Remembering Stalingrad 75 years later

By Victor Davis Hanson - - Wednesday, November 8, 2017
The Washington Times


With all their current meddling, it’s easy to forget Russian heroism


Illustration on the battle of Stalingrad by Linas Garsys/The Washington Times


ANALYSIS/OPINION:

Seventy-five years ago this month, the Soviet Red Army surrounded — and would soon destroy — a huge invading German army at Stalingrad on the Volga River. Nearly 300,000 of Germany’s best soldiers would never return home. The epic 1942-43 battle for the city saw the complete annihilation of the attacking German 6th Army. It marked the turning point of World War II.

Before Stalingrad, Adolf Hitler regularly boasted on German radio as his victorious forces pressed their offensives worldwide. After Stalingrad, Hitler went quiet, brooding in his various bunkers for the rest of the war.
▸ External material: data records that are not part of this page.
use crate::enrich::frequency::most_common;
use crate::linguistics::LinguisticResources;

/// Extracts the `max_phrases` most frequent noun/adjective runs
///
/// Within each sentence, consecutive noun or adjective tokens accumulate into a
/// candidate; a candidate of two or more tokens is committed when the run
/// breaks or the sentence ends. Tokens keep their original case.
pub fn extract_key_phrases(
    resources: &dyn LinguisticResources,
    sentences: &[String],
    max_phrases: usize,
) -> Vec<String> {
    let mut phrases = Vec::new();

    for sentence in sentences {
        let tokens = resources.tokenize_words(sentence);
        let mut current: Vec<String> = Vec::new();

        for (token, tag) in resources.pos_tag(&tokens) {
            if tag.is_nominal() {
                current.push(token);
            } else {
                commit_phrase(&mut phrases, &mut current);
            }
        }
        commit_phrase(&mut phrases, &mut current);
    }

    most_common(phrases, max_phrases)
        .into_iter()
        .map(|(phrase, _)| phrase)
        .collect()
}

fn commit_phrase(phrases: &mut Vec<String>, current: &mut Vec<String>) {
    if current.len() >= 2 {
        phrases.push(current.join(" "));
    }
    current.clear();
}
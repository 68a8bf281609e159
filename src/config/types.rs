use serde::Deserialize;

/// Main configuration structure for Sitelore
#[derive(Debug, Clone, Default, Deserialize)]
#[serde(default)]
pub struct Config {
    pub crawler: CrawlerConfig,
    #[serde(rename = "user-agent")]
    pub user_agent: UserAgentConfig,
    pub output: OutputConfig,
    pub enrichment: EnrichmentConfig,
    pub linguistics: LinguisticsConfig,
}

/// Crawler behavior configuration
#[derive(Debug, Clone, Deserialize)]
#[serde(default)]
pub struct CrawlerConfig {
    /// Maximum number of pages to record
    #[serde(rename = "max-pages")]
    pub max_pages: usize,

    /// Politeness delay between fetch attempts (seconds, 0 disables)
    #[serde(rename = "delay-seconds")]
    pub delay_seconds: f64,

    /// Network timeout for a single page fetch (seconds)
    #[serde(rename = "request-timeout-secs")]
    pub request_timeout_secs: u64,
}

impl Default for CrawlerConfig {
    fn default() -> Self {
        Self {
            max_pages: 50,
            delay_seconds: 1.0,
            request_timeout_secs: 30,
        }
    }
}

/// User agent identification configuration
#[derive(Debug, Clone, Deserialize)]
#[serde(default)]
pub struct UserAgentConfig {
    /// Name of the crawler
    #[serde(rename = "crawler-name")]
    pub crawler_name: String,

    /// Version of the crawler
    #[serde(rename = "crawler-version")]
    pub crawler_version: String,

    /// URL with information about the crawler
    #[serde(rename = "contact-url")]
    pub contact_url: String,

    /// Email address for crawler-related contact
    #[serde(rename = "contact-email")]
    pub contact_email: String,
}

impl Default for UserAgentConfig {
    fn default() -> Self {
        Self {
            crawler_name: "Sitelore".to_string(),
            crawler_version: env!("CARGO_PKG_VERSION").to_string(),
            contact_url: "https://example.com/sitelore".to_string(),
            contact_email: "crawler@example.com".to_string(),
        }
    }
}

impl UserAgentConfig {
    /// Formats the `User-Agent` header value: `Name/Version (+ContactURL; ContactEmail)`
    pub fn header_value(&self) -> String {
        format!(
            "{}/{} (+{}; {})",
            self.crawler_name, self.crawler_version, self.contact_url, self.contact_email
        )
    }
}

/// Output configuration
#[derive(Debug, Clone, Deserialize)]
#[serde(default)]
pub struct OutputConfig {
    /// Directory receiving knowledge-base documents and text reports
    pub directory: String,

    /// Number of characters of body text shown per page in the text report
    #[serde(rename = "preview-chars")]
    pub preview_chars: usize,
}

impl Default for OutputConfig {
    fn default() -> Self {
        Self {
            directory: "knowledge_base".to_string(),
            preview_chars: 500,
        }
    }
}

/// Limits used by the enrichment pipeline
#[derive(Debug, Clone, Deserialize)]
#[serde(default)]
pub struct EnrichmentConfig {
    #[serde(rename = "max-keywords")]
    pub max_keywords: usize,

    #[serde(rename = "max-key-phrases")]
    pub max_key_phrases: usize,

    /// Sentence cap for extractive summaries
    #[serde(rename = "summary-sentences")]
    pub summary_sentences: usize,

    #[serde(rename = "global-keywords")]
    pub global_keywords: usize,

    #[serde(rename = "word-frequencies")]
    pub word_frequencies: usize,
}

impl Default for EnrichmentConfig {
    fn default() -> Self {
        Self {
            max_keywords: 20,
            max_key_phrases: 10,
            summary_sentences: 5,
            global_keywords: 100,
            word_frequencies: 50,
        }
    }
}

/// Linguistic resource provisioning
#[derive(Debug, Clone, Default, Deserialize)]
#[serde(default)]
pub struct LinguisticsConfig {
    /// Optional file of additional stop words, one per line
    #[serde(rename = "stopwords-path")]
    pub stopwords_path: Option<String>,

    /// Additional stop words given inline
    #[serde(rename = "extra-stopwords")]
    pub extra_stopwords: Vec<String>,
}
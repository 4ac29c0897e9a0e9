// Throughput of a single channel's write/read round trip, solo (one
// process, one thread acting as both ends). Replaces the teacher's
// allocator microbenchmark with the hot path this crate actually cares
// about: copying writes and their matching reads.

use criterion::{criterion_group, criterion_main, BenchmarkId, Criterion, Throughput};

use cortez_mesh_ipc::{Channel, ChannelOptions, CreatePolicy};

fn unique_name(tag: &str) -> String {
    static COUNTER: std::sync::atomic::AtomicU64 = std::sync::atomic::AtomicU64::new(0);
    let n = COUNTER.fetch_add(1, std::sync::atomic::Ordering::Relaxed);
    format!("bench-{tag}-{}-{n}", std::process::id())
}

fn bench_write_read(c: &mut Criterion) {
    let mut group = c.benchmark_group("channel_write_read");

    for &size in &[64usize, 1024, 16 * 1024] {
        let name = unique_name("throughput");
        let ch = Channel::join(
            &name,
            &ChannelOptions {
                size: 4 * 1024 * 1024,
                create_policy: CreatePolicy::CreateOnly,
            },
        )
        .expect("join");

        let payload = vec![0xABu8; size];
        group.throughput(Throughput::Bytes(size as u64));
        group.bench_with_input(BenchmarkId::from_parameter(size), &size, |b, _| {
            b.iter(|| {
                ch.write(200, &payload).expect("write");
                let msg = ch.read(None).expect("read");
                criterion::black_box(msg.payload().len());
            });
        });
    }

    group.finish();
}

criterion_group!(benches, bench_write_read);
criterion_main!(benches);
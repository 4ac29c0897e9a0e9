// Channel integration tests: solo echo, wrap-around, full-then-drain,
// stale-owner recovery, and transaction abort (`spec.md` §8's concrete
// scenarios). Each test claims its own channel name so tests can run
// concurrently without colliding on the same tunnel device segment.

use std::sync::atomic::{AtomicU64, Ordering};
use std::time::Duration;

use cortez_mesh_ipc::{Channel, ChannelOptions, CortezError, CreatePolicy};

static COUNTER: AtomicU64 = AtomicU64::new(0);

fn unique_name(tag: &str) -> String {
    let n = COUNTER.fetch_add(1, Ordering::Relaxed);
    format!("test-{tag}-{}-{n}", std::process::id())
}

fn small_channel(tag: &str) -> Channel {
    Channel::join(
        &unique_name(tag),
        &ChannelOptions {
            size: 64 * 1024,
            create_policy: CreatePolicy::CreateOnly,
        },
    )
    .expect("join")
}

#[test]
fn solo_echo_roundtrips_a_message() {
    let ch = small_channel("echo");
    ch.write(101, b"hello").expect("write");
    let msg = ch.read(Some(Duration::from_secs(1))).expect("read");
    assert_eq!(msg.payload(), b"hello");
    assert_eq!(msg.msg_type(), 101);
    assert_eq!(msg.sender_pid(), std::process::id() as i32);
}

#[test]
fn read_on_empty_channel_times_out() {
    let ch = small_channel("empty");
    let err = ch.read(Some(Duration::from_millis(50))).unwrap_err();
    assert_eq!(err, CortezError::TimedOut);
}

#[test]
fn non_blocking_read_on_empty_channel_is_empty_not_timed_out() {
    let ch = small_channel("nonblocking");
    let err = ch.read(Some(Duration::ZERO)).unwrap_err();
    assert_eq!(err, CortezError::Empty);
}

#[test]
fn many_messages_wrap_the_ring_buffer() {
    let ch = small_channel("wrap");
    let payload = vec![0x42u8; 200];

    // Enough iterations to wrap past the 64 KiB ring several times over.
    for i in 0..2000u32 {
        ch.write(200, &payload).expect("write");
        let msg = ch.read(Some(Duration::from_secs(1))).expect("read");
        assert_eq!(msg.payload(), payload.as_slice());
        assert_eq!(msg.msg_type(), 200);
        let _ = i;
    }

    let stats = ch.stats();
    assert_eq!(stats.messages_written, 2000);
    assert_eq!(stats.messages_read, 2000);
}

#[test]
fn fill_then_drain_recovers_full_capacity() {
    let ch = small_channel("full-drain");
    let payload = vec![0u8; 512];

    let mut written = 0;
    loop {
        match ch.write(1, &payload) {
            Ok(()) => written += 1,
            Err(CortezError::BufferFull) => break,
            Err(e) => panic!("unexpected error: {e:?}"),
        }
    }
    assert!(written > 0);

    for _ in 0..written {
        ch.read(Some(Duration::from_secs(1))).expect("read");
    }

    // The ring is now fully drained; a fresh round of writes must succeed
    // exactly as many times as before.
    let mut written_again = 0;
    loop {
        match ch.write(1, &payload) {
            Ok(()) => written_again += 1,
            Err(CortezError::BufferFull) => break,
            Err(e) => panic!("unexpected error: {e:?}"),
        }
    }
    assert_eq!(written, written_again);
}

#[test]
fn message_too_large_is_rejected_without_side_effects() {
    let ch = small_channel("too-large");
    let huge = vec![0u8; 10 * 1024 * 1024];
    let err = ch.write(1, &huge).unwrap_err();
    assert_eq!(err, CortezError::MessageTooLarge);
    assert_eq!(ch.stats().messages_written, 0);
}

#[test]
fn abort_write_leaves_no_trace_and_unblocks_future_writes() {
    let ch = small_channel("abort");
    let tx = ch.begin_write(64).expect("begin");
    ch.abort_write(tx);

    // The transaction slot must be free again for the next writer.
    let tx2 = ch.begin_write(64).expect("begin after abort");
    ch.commit_write(tx2, 1, &[&[1, 2, 3, 4]]).expect("commit");

    assert_eq!(ch.stats().messages_written, 1);
}

#[test]
fn zero_copy_write_is_visible_to_the_reader() {
    let ch = small_channel("zc");
    let mut zc = ch.begin_write_zc(8).expect("begin zc");
    zc.part1()[..8].copy_from_slice(b"zerocopy");
    zc.commit(150).expect("commit zc");

    let msg = ch.read(Some(Duration::from_secs(1))).expect("read");
    assert_eq!(msg.payload(), b"zerocopy");
    assert_eq!(msg.msg_type(), 150);
}

#[test]
fn join_with_join_only_policy_fails_on_missing_channel() {
    let name = unique_name("missing");
    let err = Channel::join(
        &name,
        &ChannelOptions {
            size: 4096,
            create_policy: CreatePolicy::JoinOnly,
        },
    )
    .unwrap_err();
    assert_eq!(err, CortezError::ChannelNotFound);
}

#[test]
fn second_creator_with_create_only_policy_sees_channel_exists() {
    let name = unique_name("exists");
    let opts = ChannelOptions {
        size: 4096,
        create_policy: CreatePolicy::CreateOnly,
    };
    let _first = Channel::join(&name, &opts).expect("first create");
    let err = Channel::join(&name, &opts).unwrap_err();
    assert_eq!(err, CortezError::ChannelExists);
}

#[test]
fn stats_report_buffer_bytes_used() {
    let ch = small_channel("stats");
    assert_eq!(ch.stats().buffer_bytes_used, 0);
    ch.write(1, &[0u8; 100]).expect("write");
    assert!(ch.stats().buffer_bytes_used > 0);
}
During the horrific Battle of Stalingrad, which lasted more than five months, Russian, American and British forces also went on the offensive against the Axis powers in the Caucasus, in Morocco and Algeria, and on the island of Guadalcanal in the Pacific.

Yet just weeks before the Battle of Stalingrad began, the Allies had been near defeat. They had lost most of European Russia. Much of Western Europe was under Nazi control. Axis armies occupied large swaths of North Africa. The Japanese controlled most of the Pacific and Asia, from Manchuria to Wake Island.

Stalingrad was part of a renewed German effort in 1942 to drive southward toward the Caucasus Mountains, to capture the huge Soviet oil fields. The Germans might have pulled it off had Hitler not divided his forces and sent his best army northward to Stalingrad to cut the Volga River traffic and take Stalin’s eponymous frontier city.

By the time two Red Army pincers trapped the Germans at Stalingrad in November, Russia had already suffered some 6 million combat casualties during the first 16 months of Germany’s invasion. By German calculations, Russia should have already submitted, just like all of the Third Reich’s prior European enemies except Britain.